• La stanza della tortura. A Roma lo studio di Luca Ronconi sui Sei personaggi

    La stanza della tortura, come un celebre saggio di Giovanni Macchia aveva definito il teatro pirandelliano, si è materializzata in una scatola bianca, illuminata da una luce uniforme. Senza aperture visibili se non quella frontale che guarda alla sala, da cui giungono infatti, alla spicciolata, gli attori, per andare a sistemarsi sulle sedie che stanno sistemate secondo una geometria irregolare eppure non casuale. Come a mettersi in posa. È in questo spazio claustrofobico, isolato dal mondo esterno, senza vie di fuga, che Luca Ronconi ha allestito il suo studio sui Sei personaggi.

    Per la prima prova con il teatro di Pirandello, Luca Ronconi ha scelto di lavorare con i giovani attori diplomati all’Accademia d’arte drammatica, quasi a voler sottolineare anche così il carattere di studio di questo allestimento. E forse non per caso si è rivolto al dramma più celebrato, e in qualche modo paradigmatico, nella vasta produzione del drammaturgo siciliano. Quei Sei personaggi in cerca d’autore che rappresentano quasi un manifesto della sua poetica teatrale.

    Un testo aperto non per caso a un ventaglio di interpretazioni, da quella canonica e borghese di De Lullo, Valli e soci a quella genialmente sperimentale e destrutturata di Anatolij Vasil’ev, che metteva al centro dello spettacolo il rapporto fra arte e vita portando gli attori in mezzo agli spettatori e questi dentro il bordello di Madama Pace, fra le braccia delle affascinanti attrici della Scuola d’arte drammatica di Mosca.

    Non si può dire che ci sia lo stesso divertimento nel lavoro visto al teatro India, c’è piuttosto una sottile ironia con cui il regista tiene a distanza la materia che ha fra le mani.
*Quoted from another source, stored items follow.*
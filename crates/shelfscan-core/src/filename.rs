//! Best-effort metadata from a bare file name.
//!
//! Nothing here is authoritative. `"Frank Herbert - Dune"` and
//! `"Dune - Frank Herbert"` are indistinguishable without outside knowledge,
//! so the author/title order is delegated to an [`OrderingStrategy`] that can
//! be swapped or combined with others.

use crate::models::{MetadataRecord, non_empty};

/// Separator between the two halves of a structured file name.
pub const SEPARATOR: &str = " - ";

/// Leading words that mark the first half as a title.
pub const DEFAULT_DETERMINERS: &[&str] = &["The ", "A ", "An "];

/// Surnames common enough to identify the second half as an author.
pub const DEFAULT_SURNAMES: &[&str] = &[
    "Smith", "Johnson", "Williams", "Brown", "Jones", "Miller", "Davis", "Wilson", "Anderson",
    "Taylor", "Thomas", "Moore", "Martin", "Jackson", "Thompson", "Clark", "Lewis", "Walker",
    "Hall", "Young", "King", "Wright", "Scott", "Green", "Baker", "Adams", "Nelson", "Hill",
];

/// Which half of `"part1 - part2"` holds the author.
#[derive(Debug, Clone, Copy, PartialEq, Eq)]
pub enum NameOrder {
    AuthorTitle,
    TitleAuthor,
}

#[derive(Debug, Clone, Copy, PartialEq)]
pub struct OrderingGuess {
    pub order: NameOrder,
    /// 0.0 ..= 1.0
    pub confidence: f32,
}

/// Decides the author/title order of a split file name.
pub trait OrderingStrategy: Send + Sync {
    fn name(&self) -> &str;
    fn guess(&self, part1: &str, part2: &str) -> OrderingGuess;
}

/// List-driven heuristic: any indicator flips the default "author - title".
#[derive(Debug, Clone)]
pub struct IndicatorOrdering {
    pub surnames: Vec<String>,
    pub determiners: Vec<String>,
    pub max_author_words: usize,
}

impl Default for IndicatorOrdering {
    fn default() -> Self {
        Self {
            surnames: DEFAULT_SURNAMES.iter().map(|s| s.to_string()).collect(),
            determiners: DEFAULT_DETERMINERS.iter().map(|s| s.to_string()).collect(),
            max_author_words: 3,
        }
    }
}

impl IndicatorOrdering {
    fn indicators(&self, part1: &str, part2: &str) -> usize {
        let has_surname = part2
            .split_whitespace()
            .map(|token| token.trim_matches(|c: char| !c.is_alphanumeric()))
            .any(|token| self.surnames.iter().any(|s| s == token));
        let short_and_titled =
            part2.split_whitespace().count() <= self.max_author_words && is_title_case(part2);
        let starts_with_determiner = self.determiners.iter().any(|d| part1.starts_with(d.as_str()));

        [has_surname, short_and_titled, starts_with_determiner]
            .into_iter()
            .filter(|hit| *hit)
            .count()
    }
}

impl OrderingStrategy for IndicatorOrdering {
    fn name(&self) -> &str {
        "indicators"
    }

    fn guess(&self, part1: &str, part2: &str) -> OrderingGuess {
        match self.indicators(part1, part2) {
            0 => OrderingGuess {
                order: NameOrder::AuthorTitle,
                confidence: 0.5,
            },
            hits => OrderingGuess {
                order: NameOrder::TitleAuthor,
                confidence: (0.5 + 0.15 * hits as f32).min(0.95),
            },
        }
    }
}

/// Always answers the same order with low confidence.
#[derive(Debug, Clone, Copy)]
pub struct FixedOrdering(pub NameOrder);

impl OrderingStrategy for FixedOrdering {
    fn name(&self) -> &str {
        "fixed"
    }

    fn guess(&self, _part1: &str, _part2: &str) -> OrderingGuess {
        OrderingGuess {
            order: self.0,
            confidence: 0.1,
        }
    }
}

/// Asks every strategy and keeps the most confident answer; ties go to the
/// earliest strategy.
pub struct CombinedOrdering {
    strategies: Vec<Box<dyn OrderingStrategy>>,
}

impl CombinedOrdering {
    pub fn new(strategies: Vec<Box<dyn OrderingStrategy>>) -> Self {
        Self { strategies }
    }
}

impl OrderingStrategy for CombinedOrdering {
    fn name(&self) -> &str {
        "combined"
    }

    fn guess(&self, part1: &str, part2: &str) -> OrderingGuess {
        let mut best: Option<OrderingGuess> = None;
        for strategy in &self.strategies {
            let guess = strategy.guess(part1, part2);
            if best.is_none_or(|current| guess.confidence > current.confidence) {
                best = Some(guess);
            }
        }
        best.unwrap_or(OrderingGuess {
            order: NameOrder::AuthorTitle,
            confidence: 0.0,
        })
    }
}

/// Filename parser parameterised by an ordering strategy.
pub struct FilenameParser {
    ordering: Box<dyn OrderingStrategy>,
}

impl Default for FilenameParser {
    fn default() -> Self {
        Self::new(Box::new(IndicatorOrdering::default()))
    }
}

impl FilenameParser {
    pub fn new(ordering: Box<dyn OrderingStrategy>) -> Self {
        Self { ordering }
    }

    pub fn ordering(&self) -> &dyn OrderingStrategy {
        self.ordering.as_ref()
    }

    /// Derive a partial record from a file name without its extension.
    pub fn parse(&self, base_name: &str, is_comic: bool) -> MetadataRecord {
        let name = base_name.trim();

        let mut record = if is_comic && name.matches(SEPARATOR).count() == 1 {
            parse_comic(name)
        } else if let Some((part1, part2)) = name.split_once(SEPARATOR) {
            self.parse_pair(part1.trim(), part2.trim())
        } else {
            MetadataRecord {
                title: non_empty(name),
                ..Default::default()
            }
        };

        if record.title.is_none() {
            record.title = non_empty(name);
        }
        record
    }

    fn parse_pair(&self, part1: &str, part2: &str) -> MetadataRecord {
        if part1.is_empty() || part2.is_empty() {
            return MetadataRecord {
                title: non_empty(part1).or_else(|| non_empty(part2)),
                ..Default::default()
            };
        }

        let (author, title) = match self.ordering.guess(part1, part2).order {
            NameOrder::AuthorTitle => (part1, part2),
            NameOrder::TitleAuthor => (part2, part1),
        };
        MetadataRecord {
            title: non_empty(title),
            author: non_empty(author),
            ..Default::default()
        }
    }
}

/// Parse with the default indicator heuristic.
pub fn parse_filename(base_name: &str, is_comic: bool) -> MetadataRecord {
    FilenameParser::default().parse(base_name, is_comic)
}

// `"Series - Title 001"`: trailing digits are the issue number.
fn parse_comic(name: &str) -> MetadataRecord {
    let Some((left, right)) = name.split_once(SEPARATOR) else {
        return MetadataRecord::default();
    };
    let series = non_empty(left);
    let right = right.trim();

    match split_trailing_number(right) {
        Some((prefix, issue)) => {
            let title = non_empty(prefix).or_else(|| series.clone());
            let author = series.as_ref().map(|s| format!("{s} #{issue:03}"));
            MetadataRecord {
                title,
                author,
                series,
                issue_number: Some(issue),
                ..Default::default()
            }
        }
        None => MetadataRecord {
            title: non_empty(right),
            author: series.clone(),
            series,
            ..Default::default()
        },
    }
}

fn split_trailing_number(value: &str) -> Option<(&str, u32)> {
    let start = value
        .char_indices()
        .rev()
        .take_while(|(_, c)| c.is_ascii_digit())
        .last()
        .map(|(idx, _)| idx)?;
    let issue = value[start..].parse::<u32>().ok()?;
    Some((value[..start].trim(), issue))
}

/// Title case in the `str.istitle` sense: uppercase letters only follow
/// uncased characters, lowercase letters only follow cased ones, and at
/// least one cased letter is present.
pub fn is_title_case(value: &str) -> bool {
    let mut any_cased = false;
    let mut previous_cased = false;
    for c in value.chars() {
        if c.is_uppercase() {
            if previous_cased {
                return false;
            }
            previous_cased = true;
            any_cased = true;
        } else if c.is_lowercase() {
            if !previous_cased {
                return false;
            }
            previous_cased = true;
            any_cased = true;
        } else {
            previous_cased = false;
        }
    }
    any_cased
}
Ronconi non ama Pirandello, lo si capisce. Non nutre interesse per la sua filosofia. Un riquadro disegnato a terra da un proiettore è tutto quel che gli serve per fare il teatro nel teatro. Da un lato evidenzia gli elementi convenzionali del testo, come la madre velata che si esprime solo con uno stridulo lamento o gli attori supponenti non ancora toccati dalla lezione stanislavskjiana; d’altro lato si concentra sulla figura più eccessiva del dramma, la figliastra, esasperandone la volgarità, il suo abbandonarsi quasi con una sorta di vendicativo compiacimento all’abiezione in cui è precipitata. Tutto uno strusciarsi, un mimare i movimenti del coito, la voce arrochita in una sguaiataggine sopra le righe.

    Il regista isola nel dramma tre grandi blocchi, capaci di restituirne anche la struttura narrativa. L’arrivo dei personaggi in mezzo ai teatranti alla prova. La scena madre dell’incontro fra il padre e la figliastra nel bordello di Madama Pace. Il compiersi del dramma con la morte dei due figli più giovani. Ma forse il momento clou è quando a un tratto silenziosamente si apre una invisibile porta nel fondo della claustrofobica scatola scenica, e come evocato da quegli altri spunta dalla fessura socchiusa l’ineludibile settimo personaggio, la grottesca tenutaria del bordello che pure è motore e causa di tutto quell’affanno. E allora il dramma si rivela per quello che è, una seduta spiritica.